To fix this, women are
been encouraged to do some alone action. When you do it by yourself and
achieve the desired result, then it is easy to show your partner what to
do and how to do it. “Instead of beginning the conversation by saying
you aren’t satisfied, say that you want to explore ways to increase
pleasure in the bedroom,” McGough states. “Start by asking your partner
what they would like you to do more of in bed or what their fantasies
are. Once they’ve expressed what they want, hopefully they’ll
reciprocate and ask you.
If they don’t, you can
follow up with: ‘One thing that would make me go absolutely crazy is if
you…'” You can lead them into the part of the conversation where you
want it to go. If you’re still not making progress with this, another
method will be to watch porn together, the kind that puts the woman’s
pleasure and experience ahead of everything else.
4. If your partner doesn’t like head
Variants of opinions
always happen in relationships. One thing you’ll realise is that giving
head is a touchy topic with a partner who doesn’t like it. It’s easier
to convince someone into receiving oral sex but way more difficult to
talk someone into giving one. McGough says “The best way to address this
is for each partner to talk openly about what they want physically,” It
is a touchy subject. “If one partner wants something the other isn’t
comfortable or good at doing, it’s helpful to talk about possible
alternatives.”
One way to try to fix
this is to simulation of another kind. “Using oil and good hand
technique or getting a masturbation sleeve [a flexible tube for the
penis that can enhance pleasure] can often be just as enjoyable as oral
sex for men,” suggests McGough. “Women who want to receive oral sex but
whose partners either don’t want to give it or aren’t good at it should
explore using oils and hand massage.”
Starting with this can
help.
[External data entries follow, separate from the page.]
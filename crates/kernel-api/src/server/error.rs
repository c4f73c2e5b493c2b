#[derive(Debug, Error)]
pub enum ServerError {
    #[error("server io error: {0}")]
    Io(#[from] std::io::Error),
    #[error("failed to build external sources: {0}")]
    Source(#[from] SourceError),
}

#[derive(Debug)]
struct HttpApiError {
    status: StatusCode,
    error: ApiError,
}

impl HttpApiError {
    fn invalid_query(message: impl Into<String>, details: Option<String>) -> Self {
        Self {
            status: StatusCode::BAD_REQUEST,
            error: ApiError::new(ErrorCode::InvalidQuery, message, details),
        }
    }

    fn invalid_command(message: impl Into<String>, details: Option<String>) -> Self {
        Self {
            status: StatusCode::BAD_REQUEST,
            error: ApiError::new(ErrorCode::InvalidCommand, message, details),
        }
    }

    fn not_found(message: impl Into<String>) -> Self {
        Self {
            status: StatusCode::NOT_FOUND,
            error: ApiError::new(ErrorCode::NotFound, message, None),
        }
    }
}

impl IntoResponse for HttpApiError {
    fn into_response(self) -> Response {
        (self.status, Json(self.error)).into_response()
    }
}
Also maybe a shower can help your case. McGough opines, “The
perception of being in the shower after washing up often changes how
people view oral sex.”
5. How to tell my partner I’m horny in less awkward manner
Depending on which kind
of couple you and your partner are. It can be off-putting for you to
outrightly tell your partner that you want sex and it can also be
uncouth to an extent. There must be times, when you’re in the mood and
the other person isn’t. These times can be frustrating even with the
roles reversed. “A woman may come home totally exhausted and stressed
out, but her partner is really in the mood. Later on, she’s in the mood
and uses subtle cues to let her partner know, but he doesn’t catch on,”
McGough reveals.
One of the reasons might
be age, “Although they might attribute this to getting older, it’s
really just a misunderstanding and in fact, they may both be in the mood
at the same time and not even realize it.” The fastest and easiest way
to resolve this is to be upfront about it. Tell your partner how it is,
if you’re feeling aroused and need some of that action, just say it.
You can plan date
nights, and make sure the nights are not when you’re both tired from the
work and uninterested in anything else asides from sleep.